A saga de Mozer o levou ao Olympique de Marseille, onde, sob o título de “Muralha”, ergueu-se como tricampeão francês. Um capítulo adicional de triunfo foi escrito ao retornar ao Benfica em 1992, onde acrescentou mais dois troféus à sua coleção.
Com a benção dos deuses do futebol, aos 36 anos, Mozer encerrou sua carreira no ápice, conquistando o título japonês. Após quase três décadas, Mozer regressou às terras brasileiras, assumindo o cargo de Gerente de Futebol do Flamengo em 2016. Entretanto, como nas grandes narrativas, seu período nessa função encontrou seu epílogo em 2018.

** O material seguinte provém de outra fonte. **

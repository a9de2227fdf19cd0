//! Low-level bindings to `libformbd`.
//!
//! Linking is driven by `build.rs` (`FORMBD_LIB_DIR`), so this block carries
//! no `#[link]` attribute.

use std::ffi::c_void;
use std::os::raw::c_char;
use std::ptr;

use super::{Constructed, NativeEngine, RawHandle, StatusCode};

unsafe extern "C" {
    pub fn fdb_init() -> i32;
    pub fn fdb_cleanup();
    pub fn fdb_open(path: *const c_char, path_len: u64, db_out: *mut *mut c_void) -> i32;
    pub fn fdb_close(db: *mut c_void) -> i32;
    pub fn fdb_create(
        path: *const c_char,
        path_len: u64,
        block_count: u64,
        db_out: *mut *mut c_void,
    ) -> i32;

    pub fn fdb_txn_begin(db: *mut c_void, txn_out: *mut *mut c_void) -> i32;
    pub fn fdb_txn_commit(txn: *mut c_void) -> i32;
    pub fn fdb_txn_rollback(txn: *mut c_void) -> i32;

    pub fn fdb_query_execute(
        db: *mut c_void,
        query_str: *const c_char,
        query_len: u64,
        provenance_json: *const c_char,
        provenance_len: u64,
        cursor_out: *mut *mut c_void,
    ) -> i32;

    pub fn fdb_cursor_next(
        cursor: *mut c_void,
        document_json_out: *mut c_char,
        buffer_len: u64,
        written_out: *mut u64,
    ) -> i32;

    pub fn fdb_cursor_close(cursor: *mut c_void);
}

/// [`NativeEngine`] backed by the linked `libformbd`.
#[derive(Debug, Default, Clone, Copy)]
pub struct LinkedEngine;

impl NativeEngine for LinkedEngine {
    fn init(&self) -> StatusCode {
        unsafe { fdb_init() }
    }

    fn cleanup(&self) {
        unsafe { fdb_cleanup() }
    }

    fn open(&self, path: &[u8]) -> Constructed {
        let mut out: *mut c_void = ptr::null_mut();
        let status = unsafe { fdb_open(path.as_ptr().cast(), path.len() as u64, &mut out) };
        (status, RawHandle::from_ptr(out))
    }

    fn create(&self, path: &[u8], block_count: u64) -> Constructed {
        let mut out: *mut c_void = ptr::null_mut();
        let status = unsafe {
            fdb_create(
                path.as_ptr().cast(),
                path.len() as u64,
                block_count,
                &mut out,
            )
        };
        (status, RawHandle::from_ptr(out))
    }

    fn close(&self, db: RawHandle) -> StatusCode {
        unsafe { fdb_close(db.as_ptr()) }
    }

    fn txn_begin(&self, db: RawHandle) -> Constructed {
        let mut out: *mut c_void = ptr::null_mut();
        let status = unsafe { fdb_txn_begin(db.as_ptr(), &mut out) };
        (status, RawHandle::from_ptr(out))
    }

    fn txn_commit(&self, txn: RawHandle) -> StatusCode {
        unsafe { fdb_txn_commit(txn.as_ptr()) }
    }

    fn txn_rollback(&self, txn: RawHandle) -> StatusCode {
        unsafe { fdb_txn_rollback(txn.as_ptr()) }
    }

    fn query_execute(&self, db: RawHandle, query: &[u8], provenance: &[u8]) -> Constructed {
        let mut out: *mut c_void = ptr::null_mut();
        let status = unsafe {
            fdb_query_execute(
                db.as_ptr(),
                query.as_ptr().cast(),
                query.len() as u64,
                provenance.as_ptr().cast(),
                provenance.len() as u64,
                &mut out,
            )
        };
        (status, RawHandle::from_ptr(out))
    }

    fn cursor_next(&self, cursor: RawHandle, buffer: &mut [u8], written: &mut u64) -> StatusCode {
        unsafe {
            fdb_cursor_next(
                cursor.as_ptr(),
                buffer.as_mut_ptr().cast(),
                buffer.len() as u64,
                written,
            )
        }
    }

    fn cursor_close(&self, cursor: RawHandle) {
        unsafe { fdb_cursor_close(cursor.as_ptr()) }
    }
}
//! Translation of FormBD status codes into the bridge's symbolic vocabulary.

use std::ffi::CStr;
use std::fmt;

use crate::engine::StatusCode;

/// Symbolic outcome of a native call, as exposed to the host.
#[derive(Debug, Clone, Copy, PartialEq, Eq, Hash)]
pub enum Status {
    Ok,
    InvalidArg,
    NotFound,
    PermissionDenied,
    AlreadyExists,
    ConstraintViolation,
    TypeMismatch,
    OutOfMemory,
    IoError,
    Corruption,
    Conflict,
    InternalError,
}

/// The FormBD ABI status table. Must stay in lockstep with the engine's
/// headers; entries are in declaration order of [`Status`].
const STATUS_TABLE: [(StatusCode, Status, &CStr); 12] = [
    (0, Status::Ok, c"ok"),
    (1, Status::InvalidArg, c"invalid_arg"),
    (2, Status::NotFound, c"not_found"),
    (3, Status::PermissionDenied, c"permission_denied"),
    (4, Status::AlreadyExists, c"already_exists"),
    (5, Status::ConstraintViolation, c"constraint_violation"),
    (6, Status::TypeMismatch, c"type_mismatch"),
    (7, Status::OutOfMemory, c"out_of_memory"),
    (8, Status::IoError, c"io_error"),
    (9, Status::Corruption, c"corruption"),
    (10, Status::Conflict, c"conflict"),
    (11, Status::InternalError, c"internal_error"),
];

impl Status {
    /// Every status, in ABI order.
    pub const ALL: [Status; 12] = [
        Status::Ok,
        Status::InvalidArg,
        Status::NotFound,
        Status::PermissionDenied,
        Status::AlreadyExists,
        Status::ConstraintViolation,
        Status::TypeMismatch,
        Status::OutOfMemory,
        Status::IoError,
        Status::Corruption,
        Status::Conflict,
        Status::InternalError,
    ];

    /// Maps a native code to its status. Unknown codes are never guessed at:
    /// they all become [`Status::InternalError`].
    pub fn from_code(code: StatusCode) -> Self {
        STATUS_TABLE
            .iter()
            .find(|(known, _, _)| *known == code)
            .map(|(_, status, _)| *status)
            .unwrap_or(Status::InternalError)
    }

    /// The native code for this status.
    pub fn code(self) -> StatusCode {
        STATUS_TABLE[self as usize].0
    }

    /// Symbolic name, e.g. `"not_found"`.
    pub fn as_str(self) -> &'static str {
        // Table names are ASCII.
        self.as_c_str().to_str().unwrap_or_default()
    }

    /// [`as_str`](Self::as_str) as a NUL-terminated string, for C callers.
    pub fn as_c_str(self) -> &'static CStr {
        STATUS_TABLE[self as usize].2
    }

    pub fn is_ok(self) -> bool {
        self == Status::Ok
    }
}

impl fmt::Display for Status {
    fn fmt(&self, f: &mut fmt::Formatter<'_>) -> fmt::Result {
        f.write_str(self.as_str())
    }
}
//! The seam between the bridge and the FormBD native engine.
//!
//! Everything above this module talks to the engine through [`NativeEngine`].
//! The production implementation forwards to `libformbd` (feature `native`);
//! tests and the stress harness use the in-process [`testing::StubEngine`].

use std::ffi::c_void;
use std::fmt;
use std::ptr::NonNull;

#[cfg(feature = "native")]
pub mod ffi;
#[cfg(any(test, feature = "test-util"))]
pub mod testing;

#[cfg(feature = "native")]
pub use ffi::LinkedEngine;

/// Integer outcome of a single native call.
pub type StatusCode = i32;

/// Opaque engine handle. Never dereferenced on this side of the boundary.
#[derive(Clone, Copy, PartialEq, Eq, Hash)]
pub struct RawHandle(NonNull<c_void>);

// The engine owns whatever the address points at; the bridge only forwards it.
unsafe impl Send for RawHandle {}
unsafe impl Sync for RawHandle {}

impl RawHandle {
    /// Wraps an address returned by the engine. `None` for null.
    pub fn from_ptr(ptr: *mut c_void) -> Option<Self> {
        NonNull::new(ptr).map(Self)
    }

    pub fn as_ptr(self) -> *mut c_void {
        self.0.as_ptr()
    }
}

impl fmt::Debug for RawHandle {
    fn fmt(&self, f: &mut fmt::Formatter<'_>) -> fmt::Result {
        write!(f, "RawHandle({:p})", self.0)
    }
}

/// Outcome of a native constructor: the status plus whatever handle the
/// engine wrote into its out-parameter.
pub type Constructed = (StatusCode, Option<RawHandle>);

/// The fixed set of entry points exported by the native engine.
///
/// Implementations only forward. Handle liveness is guaranteed by the caller:
/// the bridge never passes a handle that it has already released.
pub trait NativeEngine: Send + Sync + 'static {
    fn init(&self) -> StatusCode;

    fn cleanup(&self);

    fn open(&self, path: &[u8]) -> Constructed;

    fn create(&self, path: &[u8], block_count: u64) -> Constructed;

    fn close(&self, db: RawHandle) -> StatusCode;

    fn txn_begin(&self, db: RawHandle) -> Constructed;

    fn txn_commit(&self, txn: RawHandle) -> StatusCode;

    fn txn_rollback(&self, txn: RawHandle) -> StatusCode;

    fn query_execute(&self, db: RawHandle, query: &[u8], provenance: &[u8]) -> Constructed;

    /// Writes at most `buffer.len()` bytes of the next document and reports
    /// the document length through `written`. A well-behaved engine never
    /// reports more than it was given room for; callers must not rely on it.
    fn cursor_next(&self, cursor: RawHandle, buffer: &mut [u8], written: &mut u64) -> StatusCode;

    fn cursor_close(&self, cursor: RawHandle);
}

Pelas fileiras da Seleção Brasileira, Mozer deixou sua marca, participando da Copa América de 1983 e da Copa do Mundo de 1990. Com 36 jogos representando o Brasil. No entanto, pode-se afirmar que sua jornada na Seleção foi incompleta, haja vista que sempre foi considerado um dos dois melhores do Brasil na posição. De fato, sua ausência controversa na lista de convocados para a Copa de 1994, embora atribuída oficialmente a uma hepatite, pode ter sido causada pelo fato da dupla Parreira/Zagallo não ter gostado nada do fato do zagueiro não ter se apresentado a uma convocação anterior para resolver problemas pessoais.
Mozer, colecionador de títulos importantes
Eis algumas de suas conquistas mais importantes:
Pelo Flamengo: Mundial de clubes de 1981, Copa Libertadores da América (1981), Campeonato Brasileiro (1980, 82 e 83) e Campeonato Carioca (1981 e 1986).
Pelo Benfica: Campeonato Português (1989 e 1994) e Taça de Portugal (1993).
Pelo Olympique de Marseille: Campeonato Francês (1990, 91 e 92).
Pelo Kashima Antlers: Campeonato Japonês (1996).
Mozer, um dos melhores de todos os tempos
Não é exagero dizer que zagueiro Mozer foi um dos mais completos jogadores em sua posição em todos os tempos.
Sua precisão nos desarmes era impressionante, capaz de frustrar os atacantes mais habilidosos com sua leitura de jogo afiada e timing perfeito. Seu posicionamento era exemplar, sempre antecipando as jogadas e neutralizando os adversários com uma serenidade admirável.
Além disso, sua incrível impulsão o tornava uma imbatível no jogo aéreo, tanto defensivamente quanto ofensivamente.
Mozer sabia jogar duro, mas o que saltava aos olhos era sua técnica refinada, algo raro para um jogador de sua posição. Sua habilidade com a bola nos pés era notável, sendo capaz de realizar passes precisos e até mesmo arriscar jogadas ofensivas quando necessário.
Por tudo isso, Mozer ainda é uma referência para os defensores, mostrando que um zagueiro pode aliar solidez defensiva com uma técnica apurada. Seu legado como um dos grandes zagueiros da história do futebol permanecerá vivo por muito tempo.